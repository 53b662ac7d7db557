//! # MotorDB - A Fixed-Width Flat-File Record Engine
//!
//! MotorDB is a minimal record-oriented storage engine for vehicle
//! dealership data. Records are stored as fixed-width text slots in flat
//! files, with a sorted key→slot index kept next to each data file, so any
//! engine instance pointed at the same directory reads and writes the exact
//! same bytes.
//!
//! ## Architecture
//!
//! The engine consists of several key components:
//!
//! - **RecordCodec** (`record`): encodes/decodes typed records to/from
//!   fixed-width text slots
//! - **SlotFile**: a flat file of fixed-stride slots addressed by slot number
//! - **IndexStore**: an ordered key→slot mapping mirrored to an index file
//!   on every mutation
//! - **Table**: one SlotFile plus one IndexStore behind a typed CRUD API
//! - **Engine**: three tables (vehicles, models, sales) and the cross-table
//!   operations that join them
//!
//! Data flows strictly downward: Engine → Table → {SlotFile, IndexStore} →
//! RecordCodec.
//!
//! ## Example Usage
//!
//! ```rust,no_run
//! use motordb::{Engine, Model, Options, Vehicle, VehicleStatus};
//!
//! # fn main() -> Result<(), motordb::Error> {
//! let mut engine = Engine::open("./dealership_data", Options::default())?;
//!
//! engine.add_model(Model {
//!     id: 1,
//!     name: "Vesta".to_string(),
//!     brand: "Lada".to_string(),
//! })?;
//!
//! engine.add_vehicle(Vehicle {
//!     vin: "KNAGM4A77D5316538".to_string(),
//!     model: 1,
//!     price: "2500.99".parse().unwrap(),
//!     date_start: chrono::NaiveDate::from_ymd_opt(2023, 9, 3)
//!         .unwrap()
//!         .and_hms_opt(0, 0, 0)
//!         .unwrap(),
//!     status: VehicleStatus::Available,
//! })?;
//!
//! let available = engine.vehicles_by_status(VehicleStatus::Available)?;
//! println!("{} vehicles available", available.len());
//! # Ok(())
//! # }
//! ```
//!
//! ## Concurrency
//!
//! The engine is single-writer by design: every operation is a sequence of
//! blocking file reads and writes that completes before returning, and the
//! methods take `&mut self`, so the borrow checker enforces serialized
//! access. A caller that needs sharing wraps the engine in its own lock.

#![warn(missing_docs)]
#![warn(rust_2018_idioms)]

// Module declarations
pub mod config;
pub mod error;
pub mod index;
pub mod record;
pub mod slotfile;
pub mod table;

// Re-exports
pub use config::Options;
pub use error::{Error, Result};
pub use record::{
    Model, ModelSalesStats, Record, Sale, Vehicle, VehicleFullInfo, VehicleStatus,
};

use std::path::{Path, PathBuf};
use table::Table;

/// The main engine handle.
///
/// Owns the three tables and implements every cross-table operation. Each
/// instance owns its own table state; nothing is shared globally.
pub struct Engine {
    /// Data directory holding the six table files.
    dir: PathBuf,

    /// Configuration the engine was opened with.
    options: Options,

    /// Vehicles, keyed by vin.
    vehicles: Table<Vehicle>,

    /// Models, keyed by decimal id.
    models: Table<Model>,

    /// Sales, keyed by the sold vehicle's vin.
    sales: Table<Sale>,
}

impl Engine {
    const VEHICLES: &'static str = "vehicles";
    const MODELS: &'static str = "models";
    const SALES: &'static str = "sales";

    /// Opens an engine over the given data directory.
    ///
    /// If the directory does not exist it is created (unless
    /// `create_if_missing` is disabled). Each table's index file is read
    /// once at startup and cross-checked against its data file.
    ///
    /// # Errors
    ///
    /// Returns an error if:
    /// - The options are invalid
    /// - The directory is missing and may not be created
    /// - Any table file is structurally corrupt
    pub fn open<P: AsRef<Path>>(path: P, options: Options) -> Result<Self> {
        let dir = path.as_ref().to_path_buf();

        // Step 1: Validate options
        options.validate()?;

        // Step 2: Create the data directory if needed
        if !dir.exists() {
            if options.create_if_missing {
                std::fs::create_dir_all(&dir)?;
            } else {
                return Err(Error::not_found(format!(
                    "data directory does not exist: {:?}",
                    dir
                )));
            }
        }

        // Step 3: Open the three tables (loads and validates each index)
        let vehicles = Table::open(&dir, Self::VEHICLES, &options)?;
        let models = Table::open(&dir, Self::MODELS, &options)?;
        let sales = Table::open(&dir, Self::SALES, &options)?;

        log::info!(
            "opened engine at {:?}: {} vehicles, {} models, {} sales",
            dir,
            vehicles.len(),
            models.len(),
            sales.len()
        );

        Ok(Self {
            dir,
            options,
            vehicles,
            models,
            sales,
        })
    }

    /// Registers a new model.
    ///
    /// # Errors
    ///
    /// Fails with [`Error::DuplicateKey`] if a model with the same id
    /// already exists.
    pub fn add_model(&mut self, model: Model) -> Result<Model> {
        self.models.insert(&model)?;
        Ok(model)
    }

    /// Registers a new vehicle.
    ///
    /// The model foreign key is advisory and not checked here; a dangling
    /// reference surfaces as [`Error::NotFound`] from the joins that need it.
    ///
    /// # Errors
    ///
    /// Fails with [`Error::DuplicateKey`] if a vehicle with the same vin
    /// already exists.
    pub fn add_vehicle(&mut self, vehicle: Vehicle) -> Result<Vehicle> {
        self.vehicles.insert(&vehicle)?;
        Ok(vehicle)
    }

    /// Records a sale and marks the vehicle sold, returning the updated
    /// vehicle.
    ///
    /// With the default options the vehicle is resolved before the sale is
    /// written, so a failed sale mutates nothing. With
    /// [`Options::allow_orphan_sales`] the sale record is persisted first
    /// and kept even when the vehicle cannot be resolved.
    ///
    /// # Errors
    ///
    /// Fails with [`Error::NotFound`] if the vehicle does not exist and
    /// [`Error::DuplicateKey`] if the vehicle already has a live sale.
    pub fn sell(&mut self, sale: Sale) -> Result<Vehicle> {
        if !self.options.allow_orphan_sales && self.vehicles.get(&sale.vehicle_vin)?.is_none() {
            return Err(Error::not_found(format!("vehicle {}", sale.vehicle_vin)));
        }

        self.sales.insert(&sale)?;

        let Some((mut vehicle, slot)) = self.vehicles.get(&sale.vehicle_vin)? else {
            // Orphan mode: the sale stays behind as an audit entry.
            log::warn!(
                "sale {} kept for unknown vehicle {}",
                sale.sales_number,
                sale.vehicle_vin
            );
            return Err(Error::not_found(format!("vehicle {}", sale.vehicle_vin)));
        };

        vehicle.status = VehicleStatus::Sold;
        self.vehicles.update_in_place(slot, &vehicle)?;

        Ok(vehicle)
    }

    /// Returns every vehicle currently in the given status, in slot order.
    pub fn vehicles_by_status(&mut self, status: VehicleStatus) -> Result<Vec<Vehicle>> {
        let mut matching = Vec::new();
        for vehicle in self.vehicles.scan() {
            let vehicle = vehicle?;
            if vehicle.status == status {
                matching.push(vehicle);
            }
        }
        Ok(matching)
    }

    /// Resolves the full joined view of a vehicle, or `Ok(None)` if the vin
    /// is unknown.
    ///
    /// The model join is required and a dangling model reference is an
    /// error. The sale join is best-effort: a sold vehicle without a sale
    /// record keeps its sale fields empty.
    pub fn full_info(&mut self, vin: &str) -> Result<Option<VehicleFullInfo>> {
        let Some((vehicle, _)) = self.vehicles.get(vin)? else {
            return Ok(None);
        };

        let (model, _) = self
            .models
            .get(&vehicle.model.to_string())?
            .ok_or_else(|| Error::not_found(format!("model {}", vehicle.model)))?;

        let mut sales_date = None;
        let mut sales_cost = None;
        if vehicle.status == VehicleStatus::Sold {
            match self.sales.get(vin)? {
                Some((sale, _)) => {
                    sales_date = Some(sale.sales_date);
                    sales_cost = Some(sale.cost);
                }
                None => log::warn!("vehicle {} is sold but has no sale record", vin),
            }
        }

        Ok(Some(VehicleFullInfo {
            vin: vehicle.vin,
            model_name: model.name,
            model_brand: model.brand,
            price: vehicle.price,
            date_start: vehicle.date_start,
            status: vehicle.status,
            sales_date,
            sales_cost,
        }))
    }

    /// Changes a vehicle's vin, returning the updated vehicle.
    ///
    /// The record keeps its slot; only the index entry moves. Sales
    /// referencing the old vin are not rewritten, since foreign keys are
    /// advisory throughout.
    ///
    /// # Errors
    ///
    /// Fails with [`Error::NotFound`] if no vehicle has the old vin and
    /// [`Error::DuplicateKey`] if the new vin is already taken.
    pub fn rename_vehicle_vin(&mut self, vin: &str, new_vin: &str) -> Result<Vehicle> {
        let Some((mut vehicle, _)) = self.vehicles.get(vin)? else {
            return Err(Error::not_found(format!("vehicle {}", vin)));
        };

        vehicle.vin = new_vin.to_string();
        self.vehicles.rename_key(vin, &vehicle)?;

        Ok(vehicle)
    }

    /// Deletes a sale by its identifier and restores the vehicle to
    /// available, returning the updated vehicle.
    ///
    /// The vehicle vin is parsed from the identifier's `<opaque>#<vin>`
    /// form; the stored sale must carry the same identifier.
    ///
    /// # Errors
    ///
    /// Fails with [`Error::InvalidArgument`] if the identifier has no vin
    /// suffix and [`Error::NotFound`] if no matching sale or vehicle exists.
    pub fn revert_sale(&mut self, sales_number: &str) -> Result<Vehicle> {
        let (_, vin) = sales_number.rsplit_once('#').ok_or_else(|| {
            Error::invalid_argument(format!(
                "sale identifier {:?} has no '#<vin>' suffix",
                sales_number
            ))
        })?;

        // Match the identifier before deleting anything.
        let Some((sale, _)) = self.sales.get(vin)? else {
            return Err(Error::not_found(format!("sale {}", sales_number)));
        };
        if sale.sales_number != sales_number {
            return Err(Error::not_found(format!("sale {}", sales_number)));
        }

        self.sales.delete(vin)?;

        let Some((mut vehicle, slot)) = self.vehicles.get(vin)? else {
            return Err(Error::not_found(format!("vehicle {}", vin)));
        };
        vehicle.status = VehicleStatus::Available;
        self.vehicles.update_in_place(slot, &vehicle)?;

        Ok(vehicle)
    }

    /// Returns the top `n` models by sale count, most sold first.
    ///
    /// Ties keep the order in which the models were first encountered while
    /// scanning the sales table, so the report is deterministic.
    ///
    /// # Errors
    ///
    /// A sale whose vehicle or whose vehicle's model cannot be resolved
    /// fails the whole report with [`Error::NotFound`]; these joins are
    /// required, unlike the best-effort sale join of [`Engine::full_info`].
    pub fn top_selling_models(&mut self, n: usize) -> Result<Vec<ModelSalesStats>> {
        let sales: Vec<Sale> = self.sales.scan().collect::<Result<_>>()?;

        // Count per model id, preserving first-encounter order for the
        // stable tie-break.
        let mut counts: Vec<(i64, u64)> = Vec::new();
        for sale in &sales {
            let (vehicle, _) = self
                .vehicles
                .get(&sale.vehicle_vin)?
                .ok_or_else(|| Error::not_found(format!("vehicle {}", sale.vehicle_vin)))?;

            match counts.iter_mut().find(|(id, _)| *id == vehicle.model) {
                Some((_, count)) => *count += 1,
                None => counts.push((vehicle.model, 1)),
            }
        }

        // Vec::sort_by is stable: equal counts keep encounter order.
        counts.sort_by(|a, b| b.1.cmp(&a.1));
        counts.truncate(n);

        let mut stats = Vec::with_capacity(counts.len());
        for (model_id, sales_count) in counts {
            let (model, _) = self
                .models
                .get(&model_id.to_string())?
                .ok_or_else(|| Error::not_found(format!("model {}", model_id)))?;
            stats.push(ModelSalesStats {
                model_name: model.name,
                brand: model.brand,
                sales_count,
            });
        }

        Ok(stats)
    }

    /// Closes the engine, fsyncing every table.
    pub fn close(mut self) -> Result<()> {
        self.sync_all()?;
        log::info!("closed engine at {:?}", self.dir);
        Ok(())
    }

    fn sync_all(&mut self) -> Result<()> {
        self.vehicles.sync()?;
        self.models.sync()?;
        self.sales.sync()
    }

    // =========================================================================
    // Accessors (for testing and debugging)
    // =========================================================================

    /// The data directory path.
    pub fn data_dir(&self) -> &Path {
        &self.dir
    }

    /// Number of vehicles stored.
    pub fn vehicle_count(&self) -> usize {
        self.vehicles.len()
    }

    /// Number of models stored.
    pub fn model_count(&self) -> usize {
        self.models.len()
    }

    /// Number of sales stored.
    pub fn sale_count(&self) -> usize {
        self.sales.len()
    }

    /// The configuration the engine was opened with.
    pub fn options(&self) -> &Options {
        &self.options
    }
}

impl Drop for Engine {
    fn drop(&mut self) {
        // Best effort sync on drop; errors can't be propagated here.
        if let Err(e) = self.sync_all() {
            log::warn!("error syncing engine during drop: {}", e);
        }
    }
}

________________________________________

What is being asked: All lines from the opening of the material through the line that contains "slots in flat" are to be printed exactly, with no others.

Result of this exercise:
repository 53b662ac7d7db557
//! # MotorDB - A Fixed-Width Flat-File Record Engine
//!
//! MotorDB is a minimal record-oriented storage engine for vehicle
//! dealership data. Records are stored as fixed-width text slots in flat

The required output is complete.